In the entries below, count each line where "ephemeral" appears. Give the total and nothing more.

Records provided Start Marker

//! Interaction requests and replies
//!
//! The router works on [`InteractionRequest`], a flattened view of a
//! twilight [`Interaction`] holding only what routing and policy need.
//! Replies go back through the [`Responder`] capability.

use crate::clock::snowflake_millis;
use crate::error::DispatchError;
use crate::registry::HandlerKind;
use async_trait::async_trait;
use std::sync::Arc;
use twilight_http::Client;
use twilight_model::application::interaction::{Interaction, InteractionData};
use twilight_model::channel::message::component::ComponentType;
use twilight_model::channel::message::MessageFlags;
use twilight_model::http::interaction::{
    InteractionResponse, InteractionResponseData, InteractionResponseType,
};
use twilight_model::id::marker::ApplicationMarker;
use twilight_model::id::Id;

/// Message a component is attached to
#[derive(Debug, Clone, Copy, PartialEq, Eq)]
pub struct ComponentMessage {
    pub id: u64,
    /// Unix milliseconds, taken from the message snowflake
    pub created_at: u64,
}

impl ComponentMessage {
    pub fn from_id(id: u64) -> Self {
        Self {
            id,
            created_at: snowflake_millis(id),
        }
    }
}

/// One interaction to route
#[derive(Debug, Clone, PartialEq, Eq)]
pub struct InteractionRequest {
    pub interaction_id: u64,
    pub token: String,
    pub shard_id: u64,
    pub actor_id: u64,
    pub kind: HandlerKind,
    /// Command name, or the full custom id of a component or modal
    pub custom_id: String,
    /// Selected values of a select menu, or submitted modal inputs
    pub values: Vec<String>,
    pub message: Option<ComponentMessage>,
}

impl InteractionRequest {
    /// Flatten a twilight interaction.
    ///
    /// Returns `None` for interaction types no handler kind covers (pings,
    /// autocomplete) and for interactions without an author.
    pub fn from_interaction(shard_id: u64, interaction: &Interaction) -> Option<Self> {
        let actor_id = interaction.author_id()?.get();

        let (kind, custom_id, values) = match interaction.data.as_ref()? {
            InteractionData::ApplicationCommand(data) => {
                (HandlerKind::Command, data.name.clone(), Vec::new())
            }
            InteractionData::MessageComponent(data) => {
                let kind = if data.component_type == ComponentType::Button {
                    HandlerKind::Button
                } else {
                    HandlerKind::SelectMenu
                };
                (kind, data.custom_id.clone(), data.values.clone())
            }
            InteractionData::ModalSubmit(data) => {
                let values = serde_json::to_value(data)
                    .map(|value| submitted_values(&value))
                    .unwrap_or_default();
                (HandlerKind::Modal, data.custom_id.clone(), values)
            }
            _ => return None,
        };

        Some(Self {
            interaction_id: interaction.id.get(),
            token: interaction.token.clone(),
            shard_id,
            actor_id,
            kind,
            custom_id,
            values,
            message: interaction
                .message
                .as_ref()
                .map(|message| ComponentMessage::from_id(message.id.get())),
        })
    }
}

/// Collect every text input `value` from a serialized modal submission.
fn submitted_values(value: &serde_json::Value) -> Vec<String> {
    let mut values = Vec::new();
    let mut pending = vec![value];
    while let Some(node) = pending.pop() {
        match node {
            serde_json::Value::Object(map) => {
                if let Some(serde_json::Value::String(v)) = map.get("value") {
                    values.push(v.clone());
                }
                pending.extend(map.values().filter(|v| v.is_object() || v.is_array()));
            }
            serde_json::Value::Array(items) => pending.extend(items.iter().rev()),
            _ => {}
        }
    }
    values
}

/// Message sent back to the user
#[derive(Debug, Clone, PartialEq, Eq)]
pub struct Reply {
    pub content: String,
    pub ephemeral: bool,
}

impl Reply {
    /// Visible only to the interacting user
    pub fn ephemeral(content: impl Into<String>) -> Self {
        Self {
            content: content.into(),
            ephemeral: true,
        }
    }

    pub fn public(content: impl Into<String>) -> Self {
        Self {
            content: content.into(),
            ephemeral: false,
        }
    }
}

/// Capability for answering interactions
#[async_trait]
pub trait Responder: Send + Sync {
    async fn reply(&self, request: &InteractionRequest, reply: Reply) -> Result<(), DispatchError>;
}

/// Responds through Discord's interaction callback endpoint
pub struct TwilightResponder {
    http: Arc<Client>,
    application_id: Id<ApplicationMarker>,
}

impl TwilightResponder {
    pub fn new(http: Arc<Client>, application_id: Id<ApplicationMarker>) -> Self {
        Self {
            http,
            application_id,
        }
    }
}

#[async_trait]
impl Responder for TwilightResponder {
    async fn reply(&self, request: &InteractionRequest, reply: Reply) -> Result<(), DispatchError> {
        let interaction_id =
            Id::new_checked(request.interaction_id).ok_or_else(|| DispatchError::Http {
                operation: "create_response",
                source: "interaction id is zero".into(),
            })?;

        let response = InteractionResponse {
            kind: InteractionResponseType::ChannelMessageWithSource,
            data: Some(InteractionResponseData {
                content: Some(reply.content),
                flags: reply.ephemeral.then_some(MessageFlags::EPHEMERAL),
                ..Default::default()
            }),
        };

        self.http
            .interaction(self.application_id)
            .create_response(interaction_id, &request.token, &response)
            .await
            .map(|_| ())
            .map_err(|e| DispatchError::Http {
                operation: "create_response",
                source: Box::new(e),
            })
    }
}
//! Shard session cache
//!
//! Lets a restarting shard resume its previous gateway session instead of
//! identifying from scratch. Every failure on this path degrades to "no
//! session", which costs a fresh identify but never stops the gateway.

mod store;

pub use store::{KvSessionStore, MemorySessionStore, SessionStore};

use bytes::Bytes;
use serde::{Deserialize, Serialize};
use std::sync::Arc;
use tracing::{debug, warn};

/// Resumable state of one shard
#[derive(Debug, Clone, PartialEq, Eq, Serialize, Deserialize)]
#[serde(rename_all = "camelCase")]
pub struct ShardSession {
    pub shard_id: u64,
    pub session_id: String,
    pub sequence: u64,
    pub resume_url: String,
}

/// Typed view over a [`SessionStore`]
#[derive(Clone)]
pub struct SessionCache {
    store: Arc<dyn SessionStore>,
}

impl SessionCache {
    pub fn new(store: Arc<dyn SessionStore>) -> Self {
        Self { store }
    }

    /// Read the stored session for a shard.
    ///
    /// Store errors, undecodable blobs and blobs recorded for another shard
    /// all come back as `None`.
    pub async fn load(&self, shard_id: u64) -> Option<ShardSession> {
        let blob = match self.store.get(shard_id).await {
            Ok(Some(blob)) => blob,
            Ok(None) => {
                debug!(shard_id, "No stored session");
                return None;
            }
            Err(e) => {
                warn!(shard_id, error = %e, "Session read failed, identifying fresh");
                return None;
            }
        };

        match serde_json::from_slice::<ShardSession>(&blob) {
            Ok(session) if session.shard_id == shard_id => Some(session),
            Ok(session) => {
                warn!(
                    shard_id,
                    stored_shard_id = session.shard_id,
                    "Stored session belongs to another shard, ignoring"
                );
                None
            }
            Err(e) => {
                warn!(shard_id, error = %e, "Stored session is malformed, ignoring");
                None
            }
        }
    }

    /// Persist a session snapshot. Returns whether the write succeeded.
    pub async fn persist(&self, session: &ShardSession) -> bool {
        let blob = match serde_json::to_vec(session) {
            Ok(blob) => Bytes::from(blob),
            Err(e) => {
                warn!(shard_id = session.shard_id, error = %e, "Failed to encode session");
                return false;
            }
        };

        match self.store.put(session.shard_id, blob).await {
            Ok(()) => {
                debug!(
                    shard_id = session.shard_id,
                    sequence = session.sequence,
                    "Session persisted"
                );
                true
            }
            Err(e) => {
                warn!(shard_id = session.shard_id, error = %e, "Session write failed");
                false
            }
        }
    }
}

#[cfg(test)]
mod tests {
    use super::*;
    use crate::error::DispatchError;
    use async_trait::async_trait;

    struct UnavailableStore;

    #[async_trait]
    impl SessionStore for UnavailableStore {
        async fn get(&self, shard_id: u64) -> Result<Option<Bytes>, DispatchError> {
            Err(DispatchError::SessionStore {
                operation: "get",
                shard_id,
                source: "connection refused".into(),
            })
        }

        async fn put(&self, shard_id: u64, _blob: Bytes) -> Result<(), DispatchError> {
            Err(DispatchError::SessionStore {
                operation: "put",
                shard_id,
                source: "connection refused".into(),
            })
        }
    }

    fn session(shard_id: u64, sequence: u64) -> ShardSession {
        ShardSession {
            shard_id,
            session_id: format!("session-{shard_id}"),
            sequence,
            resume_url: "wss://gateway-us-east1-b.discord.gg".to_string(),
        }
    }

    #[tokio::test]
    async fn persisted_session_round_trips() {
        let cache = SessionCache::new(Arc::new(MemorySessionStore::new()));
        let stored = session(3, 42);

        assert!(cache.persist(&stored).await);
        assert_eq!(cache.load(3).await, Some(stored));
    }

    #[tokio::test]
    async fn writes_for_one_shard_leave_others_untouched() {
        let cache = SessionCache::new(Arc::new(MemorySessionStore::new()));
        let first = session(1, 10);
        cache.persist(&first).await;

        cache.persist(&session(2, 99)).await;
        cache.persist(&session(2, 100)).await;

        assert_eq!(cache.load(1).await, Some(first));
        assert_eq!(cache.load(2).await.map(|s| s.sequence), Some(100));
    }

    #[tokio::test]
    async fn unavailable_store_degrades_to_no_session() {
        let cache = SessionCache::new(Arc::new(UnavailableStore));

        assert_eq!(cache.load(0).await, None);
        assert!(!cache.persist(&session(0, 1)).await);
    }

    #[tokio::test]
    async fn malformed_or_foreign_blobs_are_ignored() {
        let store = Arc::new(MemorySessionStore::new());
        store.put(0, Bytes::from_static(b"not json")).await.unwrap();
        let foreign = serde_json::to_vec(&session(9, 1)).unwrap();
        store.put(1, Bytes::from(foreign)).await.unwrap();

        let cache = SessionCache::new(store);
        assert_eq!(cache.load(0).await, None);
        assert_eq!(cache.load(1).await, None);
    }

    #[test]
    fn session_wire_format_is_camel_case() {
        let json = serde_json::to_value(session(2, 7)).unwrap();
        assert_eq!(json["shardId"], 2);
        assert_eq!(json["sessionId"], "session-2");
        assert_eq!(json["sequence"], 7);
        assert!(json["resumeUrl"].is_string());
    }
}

Records provided End Marker

▶ _Written solution_
5